PELAJARAN BERHARGA DARI DAHLAN ISKAN

PELAJARAN BERHARGA
DARI DAHLAN  ISKAN
Kita sering tidak menyadari bahwa di setiap kejadian, selalu ada pelajaran dan pesan moral. Itulah yang ingin saya sampaikan lewat  catatan kecil tentang Dahlan Iskan berikut ini.  Mudah-mudahan bermanfaat untuk kita semua.  
_________________

Sedikit yang tahu, kapan Pak Dahlan itu mulai belajar bahasa Mandarin.  Bahkan, karyawan Jawa Pos Group orang yang ngantor di lantai 4 gedung Graha Pena pun tidak semuanya tahu. Saya termasuk dari sedikit orang yang tahu itu.   Pertanyaannya: kenapa banyak yang tidak tahu? Atau,  kenapa pula sedikit yang tahu?
  Banyak yang tidak tahu karena kegiatan kursus bahasa Mandarin itu dilakukan  enam hari dalam seminggu, mulai pukul 07.30 selama dua jam dan kadang lebih lama.  Saat itu, Para redaktur mungkin masih ngorok, para wartawan sedang melakukan liputan berita. Sementara karyawan bagian umum baru datang dan langsung tenggelam dalam kesibukan masing-masing. Saya yang saat itu masih bertugas sebagai Front Office, jadi tahu karena ruangan Pak Dahlan sekaligus tempat berlangsungnya private bahasa Mandarin itu, berada persis di belakang tempat duduk saya.

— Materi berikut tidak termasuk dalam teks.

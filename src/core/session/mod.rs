//=========================================================================
// Game Session
//=========================================================================
//
// Runs a campaign: one level context at a time, restarted on death and
// replaced on completion.
//
// Responsibilities:
// - Apply per-tick actions in a fixed order (restart, shift, settle,
//   movement, outcome)
// - Route accepted shifts to cue dispatch and external observers
// - Report progress as `GameEvent`s on an outbound channel
//
// Architecture:
// ```text
//   ActionFrame ──► GameSession::update()
//                      ├─► LevelContext (state machine, entities, colliders)
//                      ├─► CueDispatcher ──┐
//                      └─► EventSink ──────┴──► Receiver<GameEvent>
// ```
//
//=========================================================================

//=== Module Declarations =================================================

mod context;
mod events;

//=== Public API ==========================================================

pub use context::{LevelContext, StepOutcome};
pub use events::{CueDispatcher, DeathCause, EffectCue, EventSink, GameEvent};

//=== External Dependencies ===============================================

use std::time::Duration;

use log::{debug, info};

//=== Internal Dependencies ===============================================

use crate::core::clock::Timestamp;
use crate::core::config::ShiftConfig;
use crate::core::dimension::{ShiftOutcome, TransitionObserver};
use crate::core::input::{ActionFrame, GameAction};
use crate::core::level::LevelCatalog;

//=== GameSession =========================================================

pub struct GameSession {
    config: ShiftConfig,
    catalog: LevelCatalog,
    context: Option<LevelContext>,
    sink: EventSink,
    cues: CueDispatcher,
    observers: Vec<Box<dyn TransitionObserver + Send>>,
}

impl GameSession {
    /// Longest simulated step. Longer ticks are clamped so a stall never
    /// tunnels bodies through tiles.
    pub const MAX_STEP: f32 = 1.0 / 20.0;

    //--- Construction -----------------------------------------------------

    /// Starts the campaign at its first level.
    pub fn new(config: ShiftConfig, catalog: LevelCatalog, sink: EventSink) -> Self {
        let cues = CueDispatcher::new(
            sink.clone(),
            config.palette(),
            Duration::from_millis(config.visual_transition_ms),
        );

        let mut session = Self {
            config,
            catalog,
            context: None,
            sink,
            cues,
            observers: Vec::new(),
        };
        session.load_level(0);
        session
    }

    /// Registers an observer notified after the built-in ones on every
    /// accepted shift, for the lifetime of the session.
    pub fn add_observer(&mut self, observer: Box<dyn TransitionObserver + Send>) {
        self.observers.push(observer);
    }

    //--- Level Lifecycle --------------------------------------------------

    fn load_level(&mut self, index: usize) {
        let Some(level) = self.catalog.get(index) else {
            return;
        };

        let context = LevelContext::load(index, level, &self.config);
        self.sink.emit(GameEvent::LevelLoaded {
            index,
            name: level.name.clone(),
        });
        self.context = Some(context);
    }

    /// Tears down the current level and builds it again from its data.
    pub fn restart_level(&mut self) {
        if let Some(index) = self.level_index() {
            info!("Restarting level {}", index);
            self.load_level(index);
        }
    }

    fn advance_level(&mut self, finished: usize) {
        self.sink.emit(GameEvent::LevelCompleted { index: finished });

        let next = finished + 1;
        if next < self.catalog.len() {
            info!("Level {} completed, advancing to {}", finished, next);
            self.load_level(next);
        } else {
            info!("Campaign completed");
            self.context = None;
            self.sink.emit(GameEvent::CampaignCompleted);
        }
    }

    //--- update() ---------------------------------------------------------
    //
    // One simulation tick. `dt` is in seconds and clamped to MAX_STEP.
    //
    pub fn update(&mut self, frame: &ActionFrame, now: Timestamp, dt: f32) {
        if self.context.is_none() {
            return;
        }

        //--- Step 1: Restart ----------------------------------------------
        if frame.pressed(GameAction::Restart) {
            self.restart_level();
            return;
        }

        let Some(context) = self.context.as_mut() else {
            return;
        };

        //--- Step 2: Shift request ----------------------------------------
        if frame.shift_requested() {
            self.cues.set_focus(context.player().body().center());

            let mut extra: Vec<&mut dyn TransitionObserver> =
                Vec::with_capacity(1 + self.observers.len());
            extra.push(&mut self.cues);
            for observer in &mut self.observers {
                extra.push(observer.as_mut());
            }

            if let ShiftOutcome::Accepted(transition) = context.request_shift(now, &mut extra) {
                self.sink.emit(GameEvent::DimensionShifted {
                    active: transition.active,
                    sequence: transition.sequence,
                    at: transition.at,
                });
            }
        }

        //--- Step 3: Lock expiry ------------------------------------------
        context.settle(now);

        //--- Step 4: Movement ---------------------------------------------
        let dt = dt.clamp(0.0, Self::MAX_STEP);
        let outcome = context.step(frame.horizontal(), frame.pressed(GameAction::Jump), dt);
        let index = context.index();

        //--- Step 5: Outcome ----------------------------------------------
        match outcome {
            StepOutcome::Running => {}
            StepOutcome::PlayerDied(cause) => {
                debug!("Player died in level {}: {:?}", index, cause);
                self.sink.emit(GameEvent::PlayerDied { index, cause });
                self.load_level(index);
            }
            StepOutcome::ReachedExit => self.advance_level(index),
        }
    }

    //--- Queries ----------------------------------------------------------

    /// The running level, or `None` once the campaign is over.
    pub fn context(&self) -> Option<&LevelContext> {
        self.context.as_ref()
    }

    pub fn level_index(&self) -> Option<usize> {
        self.context.as_ref().map(LevelContext::index)
    }

    pub fn is_finished(&self) -> bool {
        self.context.is_none()
    }

    pub fn config(&self) -> &ShiftConfig {
        &self.config
    }
}

//=========================================================================
// Unit Tests
//=========================================================================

Kursus bahasa Mandarin itu berlangsung selama lebih kurang 3 bulan  sebelum beliau sakit dan menjalani operasi ganti hati. Guru private-nya seorang wanita setengah baya. Saya tidak tahu namanya (gak  pernah tanya namanya karena setiap hari ketemu hanya sekilas).  Yang sering saya ketahui, Pak Dahlan selalu datang lebih awal dari gurunya.  Semangat belajarnya begitu tinggi. Saya juga sering melihat beliau membaca buku (saya yakin itu diktat pelajaran bahasa Mandarin) ketika keluar dari ruangannya. Samar-samar terdengar Pak Dahlan seperti menghafal kosa kata yang saya tidak mengerti, kata dalam bahasa Mandarin.

Pengalaman Menggelikan
  Pertama:  Suatu hari, ada suami istri keturunan Tionghoa sedang duduk di ruang tunggu Lt. 4 Graha Pena untuk suatu keperluan. Pak Dahlan keluar dari ruangannya dan langsung menemui kedua tamu tersebut. Lalu, Pak Dahlan menyapa tamu tadi dengan bahasa Mandarin. Keduanya hanya tersenyum dan tidak menjawab. Sementara Pak Dahlan kembali berkata-kata dalam bahasa Mandarin. Baru setelah tamunya mengatakan bahwa mereka tidak mengerti apa yang diucapkan, Pak Dahlan tersenyum lalu  minta maaf dan segera berlalu. Saya dan teman saya Indri yang melihat kejadian itu tertawa geli.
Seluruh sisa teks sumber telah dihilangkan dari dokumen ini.